TASK ITEM: Please filter the data below down to the lines holding the string "rest".

Dataset entries
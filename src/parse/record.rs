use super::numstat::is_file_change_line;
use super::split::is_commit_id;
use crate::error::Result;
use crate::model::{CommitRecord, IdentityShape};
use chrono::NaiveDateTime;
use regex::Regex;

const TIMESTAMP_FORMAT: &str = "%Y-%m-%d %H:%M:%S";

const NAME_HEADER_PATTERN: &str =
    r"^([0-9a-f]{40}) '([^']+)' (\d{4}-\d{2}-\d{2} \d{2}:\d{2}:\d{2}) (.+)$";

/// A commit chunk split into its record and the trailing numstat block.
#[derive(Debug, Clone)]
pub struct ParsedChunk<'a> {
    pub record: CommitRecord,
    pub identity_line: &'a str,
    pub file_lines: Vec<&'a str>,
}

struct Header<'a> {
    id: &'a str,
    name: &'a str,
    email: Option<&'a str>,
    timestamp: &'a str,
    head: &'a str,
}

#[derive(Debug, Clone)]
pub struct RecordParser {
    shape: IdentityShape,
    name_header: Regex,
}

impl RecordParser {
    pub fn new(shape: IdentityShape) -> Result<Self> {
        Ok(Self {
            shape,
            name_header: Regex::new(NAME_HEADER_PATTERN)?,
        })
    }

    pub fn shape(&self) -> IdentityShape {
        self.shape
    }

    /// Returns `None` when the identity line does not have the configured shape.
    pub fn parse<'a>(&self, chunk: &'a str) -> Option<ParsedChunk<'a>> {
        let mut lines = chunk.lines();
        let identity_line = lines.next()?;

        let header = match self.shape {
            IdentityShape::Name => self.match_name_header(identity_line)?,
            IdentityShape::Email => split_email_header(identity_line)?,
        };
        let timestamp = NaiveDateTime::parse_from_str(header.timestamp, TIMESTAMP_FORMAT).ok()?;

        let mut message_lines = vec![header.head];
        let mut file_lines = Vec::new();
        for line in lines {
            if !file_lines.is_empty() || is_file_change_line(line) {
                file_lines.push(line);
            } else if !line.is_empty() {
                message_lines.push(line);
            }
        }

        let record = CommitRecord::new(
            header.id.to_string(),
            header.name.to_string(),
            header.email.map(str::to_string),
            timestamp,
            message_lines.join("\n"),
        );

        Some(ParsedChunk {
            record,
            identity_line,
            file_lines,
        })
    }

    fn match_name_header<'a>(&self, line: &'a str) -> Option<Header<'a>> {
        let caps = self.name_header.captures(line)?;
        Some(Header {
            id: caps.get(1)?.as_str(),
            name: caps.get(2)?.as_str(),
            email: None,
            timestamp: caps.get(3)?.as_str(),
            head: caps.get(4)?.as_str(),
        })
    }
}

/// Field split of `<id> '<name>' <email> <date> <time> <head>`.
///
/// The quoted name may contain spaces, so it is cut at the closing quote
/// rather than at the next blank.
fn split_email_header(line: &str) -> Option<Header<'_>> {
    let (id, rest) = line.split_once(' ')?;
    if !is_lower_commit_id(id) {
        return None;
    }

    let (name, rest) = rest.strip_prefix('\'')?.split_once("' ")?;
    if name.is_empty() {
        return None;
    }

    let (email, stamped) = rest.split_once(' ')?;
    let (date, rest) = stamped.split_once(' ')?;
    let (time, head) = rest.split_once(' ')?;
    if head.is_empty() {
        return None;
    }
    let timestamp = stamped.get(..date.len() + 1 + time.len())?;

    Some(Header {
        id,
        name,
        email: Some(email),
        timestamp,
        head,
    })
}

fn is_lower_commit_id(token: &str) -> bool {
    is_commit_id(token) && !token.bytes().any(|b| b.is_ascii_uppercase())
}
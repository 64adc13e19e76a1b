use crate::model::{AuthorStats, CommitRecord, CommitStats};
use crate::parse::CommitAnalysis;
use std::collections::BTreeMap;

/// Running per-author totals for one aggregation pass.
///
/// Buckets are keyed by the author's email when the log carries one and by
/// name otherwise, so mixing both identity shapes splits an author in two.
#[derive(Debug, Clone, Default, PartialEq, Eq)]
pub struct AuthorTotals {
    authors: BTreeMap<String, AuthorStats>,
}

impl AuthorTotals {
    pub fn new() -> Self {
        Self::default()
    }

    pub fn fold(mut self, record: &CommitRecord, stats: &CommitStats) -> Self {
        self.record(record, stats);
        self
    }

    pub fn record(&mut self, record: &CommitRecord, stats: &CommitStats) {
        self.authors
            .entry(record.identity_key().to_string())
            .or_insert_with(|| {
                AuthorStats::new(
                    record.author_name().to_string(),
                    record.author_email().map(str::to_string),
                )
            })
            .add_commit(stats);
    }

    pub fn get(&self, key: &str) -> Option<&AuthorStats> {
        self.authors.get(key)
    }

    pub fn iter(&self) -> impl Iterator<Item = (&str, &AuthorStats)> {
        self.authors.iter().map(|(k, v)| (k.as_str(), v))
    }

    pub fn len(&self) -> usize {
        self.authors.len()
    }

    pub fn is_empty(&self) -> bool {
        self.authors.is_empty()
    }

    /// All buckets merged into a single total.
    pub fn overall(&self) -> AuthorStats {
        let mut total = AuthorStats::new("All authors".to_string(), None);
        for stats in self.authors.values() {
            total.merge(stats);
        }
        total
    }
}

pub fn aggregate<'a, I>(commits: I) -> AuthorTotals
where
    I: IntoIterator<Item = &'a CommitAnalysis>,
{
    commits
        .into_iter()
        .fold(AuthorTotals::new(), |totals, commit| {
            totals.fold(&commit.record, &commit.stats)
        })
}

YOUR SOLUTION:
    let (id, rest) = line.split_once(' ')?;
    let (name, rest) = rest.strip_prefix('\'')?.split_once("' ")?;
    let (email, stamped) = rest.split_once(' ')?;
    let (date, rest) = stamped.split_once(' ')?;
    let (time, head) = rest.split_once(' ')?;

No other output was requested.